First, the data shows that President Obama was given the highest unemployment rate since 1982. Back then, the rate stood at 10.8%. Obama was given a very high 9.5%. Further, this recovery looks like all the recoveries EXCEPT 1982, in that the unemployment rate went up before experiencing it’s decline. This is most assuredly due to the fact that employment is one of the last indicators to recover; it’s no surprise that we see the rate rise just after the official end of the recession.
In fact, this current recovery of 2009 looks much like that of 1991 in that unemployment remained stubborn, even increasing, through the first 17-18 months before beginning to improve. Some have speculated that this is due to the fact that these two recessions were mostly due to financial troubles. In fact, all recessions, again with the exception of 1982, saw a bump or continuation through month 19-20 before settling in on better numbers. However, that is where this recovery breaks with it’s sisters.
Unlike previous recoveries, this one has seen a consecutive rise in the rate for 3 straight months, and we’ll see what the numbers tell us Friday. By this time every other recovery well into stronger employment numbers. If this recovery continues it’s recent rise, it could very well be less than 8 tenths of a percentage point of it’s post recovery high of 10.1%.

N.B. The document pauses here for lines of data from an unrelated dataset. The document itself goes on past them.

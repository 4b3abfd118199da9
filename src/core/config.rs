// ─── Configuration ───
// Resolved once at startup: OS defaults, then settings.json, then CLI flags.

use std::path::{Path, PathBuf};
use std::time::Duration;

use serde::{Deserialize, Serialize};
use tracing::{debug, warn};

use crate::core::error::{SyncError, SyncResult};
use crate::core::lifecycle::DEFAULT_POLL_INTERVAL;
use crate::core::saves::{LayoutMode, SaveTree};
use crate::core::sync::DEFAULT_CLOUD_ROOT;

const APP_DIR_NAME: &str = "craftsync";
const SETTINGS_FILE: &str = "settings.json";
const MACHINE_ID_FILE: &str = "machine_id";

#[derive(Debug, Clone, Copy, PartialEq, Eq)]
pub enum Platform {
    Windows,
    Linux,
    MacOs,
}

impl Platform {
    pub fn current() -> SyncResult<Self> {
        match std::env::consts::OS {
            "windows" => Ok(Platform::Windows),
            "linux" => Ok(Platform::Linux),
            "macos" => Ok(Platform::MacOs),
            other => Err(SyncError::UnsupportedPlatform(other.to_string())),
        }
    }
}

/// Optional `<config dir>/craftsync/settings.json`. Every field may be omitted.
#[derive(Debug, Clone, Default, Serialize, Deserialize, PartialEq, Eq)]
#[serde(default)]
pub struct SettingsFile {
    pub layout: Option<LayoutMode>,
    pub saves_root: Option<PathBuf>,
    pub launcher_path: Option<PathBuf>,
    pub cloud_root: Option<String>,
    pub poll_interval_secs: Option<u64>,
    pub drive_token: Option<String>,
}

impl SettingsFile {
    /// A missing file is the empty settings; an unreadable one is logged and ignored.
    pub fn load(path: &Path) -> Self {
        let raw = match std::fs::read_to_string(path) {
            Ok(raw) => raw,
            Err(e) if e.kind() == std::io::ErrorKind::NotFound => return Self::default(),
            Err(e) => {
                warn!("Cannot read settings {:?}: {}", path, e);
                return Self::default();
            }
        };
        match serde_json::from_str(&raw) {
            Ok(settings) => {
                debug!("Loaded settings from {:?}", path);
                settings
            }
            Err(e) => {
                warn!("Ignoring malformed settings {:?}: {}", path, e);
                Self::default()
            }
        }
    }

    pub fn default_path() -> Option<PathBuf> {
        dirs::config_dir().map(|dir| dir.join(APP_DIR_NAME).join(SETTINGS_FILE))
    }
}

/// Command-line values; `None` means "not given".
#[derive(Debug, Clone, Default)]
pub struct Overrides {
    pub layout: Option<LayoutMode>,
    pub saves_root: Option<PathBuf>,
    pub launcher_path: Option<PathBuf>,
    pub cloud_root: Option<String>,
    pub poll_interval_secs: Option<u64>,
    pub no_launch: bool,
    pub drive_token: Option<String>,
    pub settings_path: Option<PathBuf>,
}

#[derive(Debug, Clone)]
pub struct Config {
    pub layout: LayoutMode,
    pub saves_root: PathBuf,
    pub launcher_path: Option<PathBuf>,
    pub cloud_root: String,
    pub poll_interval: Duration,
    pub launch_enabled: bool,
    pub machine_id_path: PathBuf,
    pub drive_token: Option<String>,
}

impl Config {
    /// Resolve against the current machine.
    pub fn resolve(overrides: Overrides) -> SyncResult<Self> {
        let platform = Platform::current()?;
        let home = dirs::home_dir()
            .ok_or_else(|| SyncError::Config("cannot determine the home directory".into()))?;
        let data_dir = dirs::data_dir()
            .ok_or_else(|| SyncError::Config("cannot determine the data directory".into()))?;

        let settings = overrides
            .settings_path
            .clone()
            .or_else(SettingsFile::default_path)
            .map(|path| SettingsFile::load(&path))
            .unwrap_or_default();

        Self::resolve_with(platform, &home, &data_dir, settings, overrides)
    }

    /// Pure resolution: CLI over settings file over OS defaults.
    pub fn resolve_with(
        platform: Platform,
        home: &Path,
        data_dir: &Path,
        settings: SettingsFile,
        overrides: Overrides,
    ) -> SyncResult<Self> {
        let layout = overrides
            .layout
            .or(settings.layout)
            .unwrap_or(LayoutMode::Flat);

        let saves_root = overrides
            .saves_root
            .or(settings.saves_root)
            .unwrap_or_else(|| default_saves_root(platform, layout, home, data_dir));

        let launcher_path = overrides
            .launcher_path
            .or(settings.launcher_path)
            .or_else(|| default_launcher(platform, layout, home));

        let cloud_root = overrides
            .cloud_root
            .or(settings.cloud_root)
            .unwrap_or_else(|| DEFAULT_CLOUD_ROOT.to_string());
        if cloud_root.trim().is_empty() {
            return Err(SyncError::Config("cloud root name is empty".into()));
        }

        let poll_interval = match overrides.poll_interval_secs.or(settings.poll_interval_secs) {
            Some(0) => {
                return Err(SyncError::Config(
                    "poll interval must be at least 1 second".into(),
                ))
            }
            Some(secs) => Duration::from_secs(secs),
            None => DEFAULT_POLL_INTERVAL,
        };

        let drive_token = overrides
            .drive_token
            .or(settings.drive_token)
            .filter(|token| !token.trim().is_empty());

        Ok(Self {
            layout,
            saves_root,
            launcher_path,
            cloud_root,
            poll_interval,
            launch_enabled: !overrides.no_launch,
            machine_id_path: data_dir.join(APP_DIR_NAME).join(MACHINE_ID_FILE),
            drive_token,
        })
    }

    /// The saves root must exist before anything touches the remote.
    pub fn validate(&self) -> SyncResult<()> {
        if !self.saves_root.is_dir() {
            return Err(SyncError::SavesRootMissing(self.saves_root.clone()));
        }
        Ok(())
    }

    pub fn saves_tree(&self) -> SaveTree {
        SaveTree::new(self.saves_root.clone(), self.layout)
    }
}

fn default_saves_root(
    platform: Platform,
    layout: LayoutMode,
    home: &Path,
    data_dir: &Path,
) -> PathBuf {
    match (layout, platform) {
        (LayoutMode::Flat, Platform::Windows) => data_dir.join(".minecraft").join("saves"),
        (LayoutMode::Flat, Platform::Linux) => home.join(".minecraft").join("saves"),
        (LayoutMode::Flat, Platform::MacOs) => data_dir.join("minecraft").join("saves"),
        (LayoutMode::Nested, _) => home.join("curseforge").join("minecraft").join("Instances"),
    }
}

fn default_launcher(platform: Platform, layout: LayoutMode, home: &Path) -> Option<PathBuf> {
    let path = match (layout, platform) {
        (LayoutMode::Flat, Platform::Windows) => {
            PathBuf::from(r"C:\Program Files (x86)\Minecraft Launcher\MinecraftLauncher.exe")
        }
        (LayoutMode::Flat, Platform::Linux) => PathBuf::from("/usr/bin/minecraft-launcher"),
        (LayoutMode::Flat, Platform::MacOs) => {
            PathBuf::from("/Applications/Minecraft.app/Contents/MacOS/launcher")
        }
        (LayoutMode::Nested, Platform::Windows) => home
            .join("AppData")
            .join("Local")
            .join("Programs")
            .join("CurseForge Windows")
            .join("CurseForge.exe"),
        (LayoutMode::Nested, Platform::MacOs) => {
            PathBuf::from("/Applications/CurseForge.app/Contents/MacOS/CurseForge")
        }
        (LayoutMode::Nested, Platform::Linux) => return None,
    };
    Some(path)
}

This recovery most closely resembles those of 1982 and 1975 in terms of starting unemployment rate with 1982 coming in at 10.8% as I noted earlier. 1975 began at 8.8%. That leaves the 2009 recovery almost exactly in the middle at 9.5%. Where the two earlier recoveries are similar is in their rate at month 22; 7.5 and 7.3% respectively. 2009? Not so good showing a rate of 9.0%, not that much stronger than where it began nearly two years ago. In fact, at the 24 month mark the two older recoveries were at 7.4 and 7.2 respectively. 2009 is showing a dismal 9.2%
The recoveries of late have been different than the recoveries in the late 70’s early 80’s. There recoveries were swift and dramatic. The most recent three have been less so, in some cases taking better 18 months to really show improvement. We’ll see if the recovery of 2009 takes that same path and begins to really improve in unemployment rate or if it’ll continue it’s recent trend of a rise in the rate. Let’s hope for the former.